◆ RECORDS FOR THIS TASK:
- - - - -
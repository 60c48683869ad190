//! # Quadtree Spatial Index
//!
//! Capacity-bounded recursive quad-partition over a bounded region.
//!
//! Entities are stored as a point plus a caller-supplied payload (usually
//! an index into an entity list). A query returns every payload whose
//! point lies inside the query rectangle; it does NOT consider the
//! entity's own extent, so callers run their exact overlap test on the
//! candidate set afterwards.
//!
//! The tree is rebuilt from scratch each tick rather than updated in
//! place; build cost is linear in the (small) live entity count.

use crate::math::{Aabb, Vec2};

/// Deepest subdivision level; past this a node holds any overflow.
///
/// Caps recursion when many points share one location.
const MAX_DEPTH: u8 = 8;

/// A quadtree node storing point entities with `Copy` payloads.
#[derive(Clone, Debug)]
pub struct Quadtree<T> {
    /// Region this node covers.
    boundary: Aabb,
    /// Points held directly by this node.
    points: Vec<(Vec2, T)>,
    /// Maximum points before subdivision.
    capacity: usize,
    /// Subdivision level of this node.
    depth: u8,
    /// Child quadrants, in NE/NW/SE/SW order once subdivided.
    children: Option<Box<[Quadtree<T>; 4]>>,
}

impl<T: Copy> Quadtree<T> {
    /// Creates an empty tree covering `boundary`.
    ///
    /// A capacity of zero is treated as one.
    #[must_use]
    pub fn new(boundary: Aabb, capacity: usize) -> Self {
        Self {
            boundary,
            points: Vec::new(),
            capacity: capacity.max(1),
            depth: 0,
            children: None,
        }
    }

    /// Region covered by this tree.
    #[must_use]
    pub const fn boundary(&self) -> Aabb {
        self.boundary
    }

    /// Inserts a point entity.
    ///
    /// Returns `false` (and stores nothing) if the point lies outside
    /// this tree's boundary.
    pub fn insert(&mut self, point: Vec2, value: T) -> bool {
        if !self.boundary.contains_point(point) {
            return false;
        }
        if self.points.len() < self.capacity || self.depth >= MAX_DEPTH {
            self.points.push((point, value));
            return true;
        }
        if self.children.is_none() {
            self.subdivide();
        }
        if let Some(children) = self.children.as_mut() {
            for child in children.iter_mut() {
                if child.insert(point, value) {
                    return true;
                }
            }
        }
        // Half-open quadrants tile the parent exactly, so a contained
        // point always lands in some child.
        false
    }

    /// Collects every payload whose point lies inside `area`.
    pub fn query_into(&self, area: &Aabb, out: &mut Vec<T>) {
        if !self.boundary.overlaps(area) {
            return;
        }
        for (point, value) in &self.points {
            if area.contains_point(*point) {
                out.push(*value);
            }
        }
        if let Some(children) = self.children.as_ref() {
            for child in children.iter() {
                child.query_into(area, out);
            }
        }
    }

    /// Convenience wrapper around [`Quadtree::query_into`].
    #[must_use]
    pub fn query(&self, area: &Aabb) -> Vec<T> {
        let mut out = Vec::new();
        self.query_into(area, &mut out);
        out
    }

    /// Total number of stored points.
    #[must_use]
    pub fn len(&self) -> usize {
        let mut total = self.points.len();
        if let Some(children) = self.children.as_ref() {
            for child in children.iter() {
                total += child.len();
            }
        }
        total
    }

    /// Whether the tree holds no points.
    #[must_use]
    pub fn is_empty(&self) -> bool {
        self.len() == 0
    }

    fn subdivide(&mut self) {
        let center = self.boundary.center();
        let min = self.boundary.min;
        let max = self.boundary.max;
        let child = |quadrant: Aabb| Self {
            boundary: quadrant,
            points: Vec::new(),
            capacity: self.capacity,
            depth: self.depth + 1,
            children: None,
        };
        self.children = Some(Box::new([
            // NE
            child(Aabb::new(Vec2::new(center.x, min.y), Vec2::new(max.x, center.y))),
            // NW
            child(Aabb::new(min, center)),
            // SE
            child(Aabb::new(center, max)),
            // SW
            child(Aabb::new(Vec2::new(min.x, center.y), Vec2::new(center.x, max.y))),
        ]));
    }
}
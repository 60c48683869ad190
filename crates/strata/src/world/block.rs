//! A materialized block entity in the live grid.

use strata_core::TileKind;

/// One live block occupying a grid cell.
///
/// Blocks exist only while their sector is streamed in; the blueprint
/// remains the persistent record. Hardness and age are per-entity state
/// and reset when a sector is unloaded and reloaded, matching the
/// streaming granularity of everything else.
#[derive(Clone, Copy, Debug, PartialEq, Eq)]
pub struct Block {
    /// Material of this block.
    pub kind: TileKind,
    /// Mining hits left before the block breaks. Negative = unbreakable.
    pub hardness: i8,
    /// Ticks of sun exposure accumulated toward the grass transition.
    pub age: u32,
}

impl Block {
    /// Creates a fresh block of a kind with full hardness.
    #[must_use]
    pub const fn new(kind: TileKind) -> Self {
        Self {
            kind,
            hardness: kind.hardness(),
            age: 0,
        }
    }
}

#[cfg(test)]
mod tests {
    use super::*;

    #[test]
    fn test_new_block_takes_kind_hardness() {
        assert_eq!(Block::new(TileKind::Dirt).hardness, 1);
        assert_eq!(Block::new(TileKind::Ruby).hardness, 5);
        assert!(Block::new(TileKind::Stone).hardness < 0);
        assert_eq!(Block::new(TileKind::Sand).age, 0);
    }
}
- - - - -
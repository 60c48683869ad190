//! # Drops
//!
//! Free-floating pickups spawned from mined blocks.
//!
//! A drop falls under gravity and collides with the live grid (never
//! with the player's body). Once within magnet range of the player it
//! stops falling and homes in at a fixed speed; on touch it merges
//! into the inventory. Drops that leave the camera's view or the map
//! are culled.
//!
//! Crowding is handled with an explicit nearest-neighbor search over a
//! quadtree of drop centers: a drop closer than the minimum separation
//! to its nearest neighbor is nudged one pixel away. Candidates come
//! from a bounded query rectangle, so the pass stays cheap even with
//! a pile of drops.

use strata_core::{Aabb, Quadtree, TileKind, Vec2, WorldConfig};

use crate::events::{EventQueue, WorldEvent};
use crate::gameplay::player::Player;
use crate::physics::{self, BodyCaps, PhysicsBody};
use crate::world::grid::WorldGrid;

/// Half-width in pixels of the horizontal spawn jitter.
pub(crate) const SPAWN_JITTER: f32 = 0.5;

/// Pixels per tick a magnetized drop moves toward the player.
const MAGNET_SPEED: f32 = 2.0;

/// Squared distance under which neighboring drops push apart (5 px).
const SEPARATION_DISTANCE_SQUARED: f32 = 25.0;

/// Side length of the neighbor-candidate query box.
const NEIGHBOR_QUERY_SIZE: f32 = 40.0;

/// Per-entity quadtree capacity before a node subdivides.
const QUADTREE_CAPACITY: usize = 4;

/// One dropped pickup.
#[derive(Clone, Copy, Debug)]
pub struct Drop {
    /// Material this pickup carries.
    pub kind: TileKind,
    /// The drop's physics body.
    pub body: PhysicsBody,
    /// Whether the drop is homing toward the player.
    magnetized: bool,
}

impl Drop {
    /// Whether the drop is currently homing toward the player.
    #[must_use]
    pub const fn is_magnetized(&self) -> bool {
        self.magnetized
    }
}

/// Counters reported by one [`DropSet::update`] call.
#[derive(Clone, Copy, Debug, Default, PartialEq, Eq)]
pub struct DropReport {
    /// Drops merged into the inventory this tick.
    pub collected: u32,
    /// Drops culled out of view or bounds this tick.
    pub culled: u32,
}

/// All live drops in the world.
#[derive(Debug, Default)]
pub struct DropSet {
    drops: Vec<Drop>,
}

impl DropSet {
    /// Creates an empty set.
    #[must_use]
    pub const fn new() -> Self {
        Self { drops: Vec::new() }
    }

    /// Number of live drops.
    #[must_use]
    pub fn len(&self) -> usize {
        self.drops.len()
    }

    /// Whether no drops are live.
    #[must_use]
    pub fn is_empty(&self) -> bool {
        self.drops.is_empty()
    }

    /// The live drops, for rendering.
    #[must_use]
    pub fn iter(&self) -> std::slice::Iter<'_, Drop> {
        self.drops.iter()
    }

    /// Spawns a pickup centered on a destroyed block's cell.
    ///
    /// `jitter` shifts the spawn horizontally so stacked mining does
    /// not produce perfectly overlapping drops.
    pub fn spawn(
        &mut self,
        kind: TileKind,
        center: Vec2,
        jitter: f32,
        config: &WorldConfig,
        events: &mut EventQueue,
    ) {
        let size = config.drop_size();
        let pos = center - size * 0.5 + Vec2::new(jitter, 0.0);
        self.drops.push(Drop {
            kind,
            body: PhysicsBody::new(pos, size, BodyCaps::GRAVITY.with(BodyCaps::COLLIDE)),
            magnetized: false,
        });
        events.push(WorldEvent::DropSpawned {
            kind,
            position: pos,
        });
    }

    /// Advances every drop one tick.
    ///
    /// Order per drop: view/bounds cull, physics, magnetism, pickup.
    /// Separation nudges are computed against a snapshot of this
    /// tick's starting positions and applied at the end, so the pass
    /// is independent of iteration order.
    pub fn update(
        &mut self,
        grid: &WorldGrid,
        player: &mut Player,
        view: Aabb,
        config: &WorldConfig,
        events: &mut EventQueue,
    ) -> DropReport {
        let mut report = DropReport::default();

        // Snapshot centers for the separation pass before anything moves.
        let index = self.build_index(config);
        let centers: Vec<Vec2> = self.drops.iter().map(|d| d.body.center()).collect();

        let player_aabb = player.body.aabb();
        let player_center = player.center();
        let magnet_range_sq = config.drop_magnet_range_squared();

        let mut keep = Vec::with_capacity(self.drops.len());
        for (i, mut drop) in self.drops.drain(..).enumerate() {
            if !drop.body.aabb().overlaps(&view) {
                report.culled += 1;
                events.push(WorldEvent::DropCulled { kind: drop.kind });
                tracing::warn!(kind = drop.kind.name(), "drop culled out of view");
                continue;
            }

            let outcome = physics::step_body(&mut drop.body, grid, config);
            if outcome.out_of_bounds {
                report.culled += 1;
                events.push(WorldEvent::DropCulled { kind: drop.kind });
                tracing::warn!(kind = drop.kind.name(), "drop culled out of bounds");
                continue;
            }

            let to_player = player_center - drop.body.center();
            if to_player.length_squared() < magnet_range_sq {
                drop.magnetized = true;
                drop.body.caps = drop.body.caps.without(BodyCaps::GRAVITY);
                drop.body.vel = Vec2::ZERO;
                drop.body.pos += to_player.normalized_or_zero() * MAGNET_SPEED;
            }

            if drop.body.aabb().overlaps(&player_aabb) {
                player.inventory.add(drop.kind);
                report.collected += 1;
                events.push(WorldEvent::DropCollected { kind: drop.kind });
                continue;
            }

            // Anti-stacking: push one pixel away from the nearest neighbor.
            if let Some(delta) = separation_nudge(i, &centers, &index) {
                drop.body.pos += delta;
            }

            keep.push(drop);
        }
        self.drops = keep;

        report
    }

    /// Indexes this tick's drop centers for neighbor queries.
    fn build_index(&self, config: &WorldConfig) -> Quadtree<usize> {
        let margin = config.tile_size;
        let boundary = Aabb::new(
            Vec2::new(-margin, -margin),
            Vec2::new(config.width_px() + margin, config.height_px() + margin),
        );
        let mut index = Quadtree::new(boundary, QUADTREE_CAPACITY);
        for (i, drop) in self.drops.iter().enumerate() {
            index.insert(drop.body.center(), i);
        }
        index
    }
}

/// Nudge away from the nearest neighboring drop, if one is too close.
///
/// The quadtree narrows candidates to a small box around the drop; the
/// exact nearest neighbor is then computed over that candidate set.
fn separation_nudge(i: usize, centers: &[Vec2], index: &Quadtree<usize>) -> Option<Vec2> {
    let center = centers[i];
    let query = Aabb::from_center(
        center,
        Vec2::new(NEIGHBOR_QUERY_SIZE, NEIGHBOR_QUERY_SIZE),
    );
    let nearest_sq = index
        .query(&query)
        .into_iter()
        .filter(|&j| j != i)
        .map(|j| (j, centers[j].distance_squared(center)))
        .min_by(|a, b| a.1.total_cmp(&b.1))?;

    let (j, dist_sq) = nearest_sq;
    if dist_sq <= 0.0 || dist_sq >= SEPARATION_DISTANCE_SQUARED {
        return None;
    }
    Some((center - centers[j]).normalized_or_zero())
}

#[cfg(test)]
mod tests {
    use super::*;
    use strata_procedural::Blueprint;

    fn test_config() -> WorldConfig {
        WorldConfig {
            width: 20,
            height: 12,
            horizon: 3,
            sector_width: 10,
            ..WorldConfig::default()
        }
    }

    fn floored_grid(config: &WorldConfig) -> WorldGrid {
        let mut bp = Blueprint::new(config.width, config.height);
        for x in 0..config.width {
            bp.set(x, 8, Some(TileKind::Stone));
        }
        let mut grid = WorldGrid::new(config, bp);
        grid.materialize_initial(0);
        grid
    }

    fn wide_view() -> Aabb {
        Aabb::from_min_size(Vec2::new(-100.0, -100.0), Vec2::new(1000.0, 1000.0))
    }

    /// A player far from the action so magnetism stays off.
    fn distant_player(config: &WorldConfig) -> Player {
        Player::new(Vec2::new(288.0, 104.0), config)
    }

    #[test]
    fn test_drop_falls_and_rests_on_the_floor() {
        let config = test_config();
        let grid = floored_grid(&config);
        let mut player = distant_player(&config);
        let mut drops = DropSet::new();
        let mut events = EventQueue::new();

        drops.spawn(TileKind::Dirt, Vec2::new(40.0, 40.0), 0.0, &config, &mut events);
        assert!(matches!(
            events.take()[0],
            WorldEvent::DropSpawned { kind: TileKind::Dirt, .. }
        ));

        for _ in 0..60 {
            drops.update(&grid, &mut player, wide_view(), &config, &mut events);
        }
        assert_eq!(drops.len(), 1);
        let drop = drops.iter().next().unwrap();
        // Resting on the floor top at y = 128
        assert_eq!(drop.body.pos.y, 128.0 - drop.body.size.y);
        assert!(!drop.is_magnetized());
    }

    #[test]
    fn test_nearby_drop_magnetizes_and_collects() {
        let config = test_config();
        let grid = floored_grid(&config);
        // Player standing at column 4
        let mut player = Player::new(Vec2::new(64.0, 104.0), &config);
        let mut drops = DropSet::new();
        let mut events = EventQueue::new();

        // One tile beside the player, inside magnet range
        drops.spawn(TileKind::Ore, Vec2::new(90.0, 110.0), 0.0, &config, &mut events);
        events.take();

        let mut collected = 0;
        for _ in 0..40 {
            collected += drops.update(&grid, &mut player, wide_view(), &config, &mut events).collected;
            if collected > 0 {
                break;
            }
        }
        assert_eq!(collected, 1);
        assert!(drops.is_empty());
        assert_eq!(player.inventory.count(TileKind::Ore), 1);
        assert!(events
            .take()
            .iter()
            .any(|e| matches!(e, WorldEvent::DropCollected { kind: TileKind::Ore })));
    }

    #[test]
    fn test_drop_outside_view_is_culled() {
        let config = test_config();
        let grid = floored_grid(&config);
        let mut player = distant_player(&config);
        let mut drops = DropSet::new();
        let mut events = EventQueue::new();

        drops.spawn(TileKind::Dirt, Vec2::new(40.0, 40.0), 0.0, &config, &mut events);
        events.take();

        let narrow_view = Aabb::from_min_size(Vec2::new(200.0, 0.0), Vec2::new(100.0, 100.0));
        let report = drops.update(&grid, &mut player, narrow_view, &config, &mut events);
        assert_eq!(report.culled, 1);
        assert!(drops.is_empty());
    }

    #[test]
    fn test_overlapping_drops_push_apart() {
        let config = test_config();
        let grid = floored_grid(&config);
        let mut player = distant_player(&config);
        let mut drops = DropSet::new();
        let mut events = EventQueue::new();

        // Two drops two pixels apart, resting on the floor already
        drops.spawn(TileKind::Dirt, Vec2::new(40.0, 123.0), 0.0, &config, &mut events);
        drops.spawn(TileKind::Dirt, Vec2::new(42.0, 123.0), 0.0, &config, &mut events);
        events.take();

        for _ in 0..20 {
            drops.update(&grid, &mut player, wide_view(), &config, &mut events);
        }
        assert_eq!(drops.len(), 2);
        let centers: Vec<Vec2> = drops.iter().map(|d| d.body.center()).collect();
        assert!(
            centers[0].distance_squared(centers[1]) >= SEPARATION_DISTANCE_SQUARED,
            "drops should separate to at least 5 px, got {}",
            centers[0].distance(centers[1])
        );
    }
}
- - - - -
◆ WHAT YOU SHOULD DO: The string "bool" shows up in some lines of the listing. Copy each such line.

◆ TASK RESULT:
    pub fn insert(&mut self, point: Vec2, value: T) -> bool {
    pub fn is_empty(&self) -> bool {
    magnetized: bool,
    pub const fn is_magnetized(&self) -> bool {
    pub fn is_empty(&self) -> bool {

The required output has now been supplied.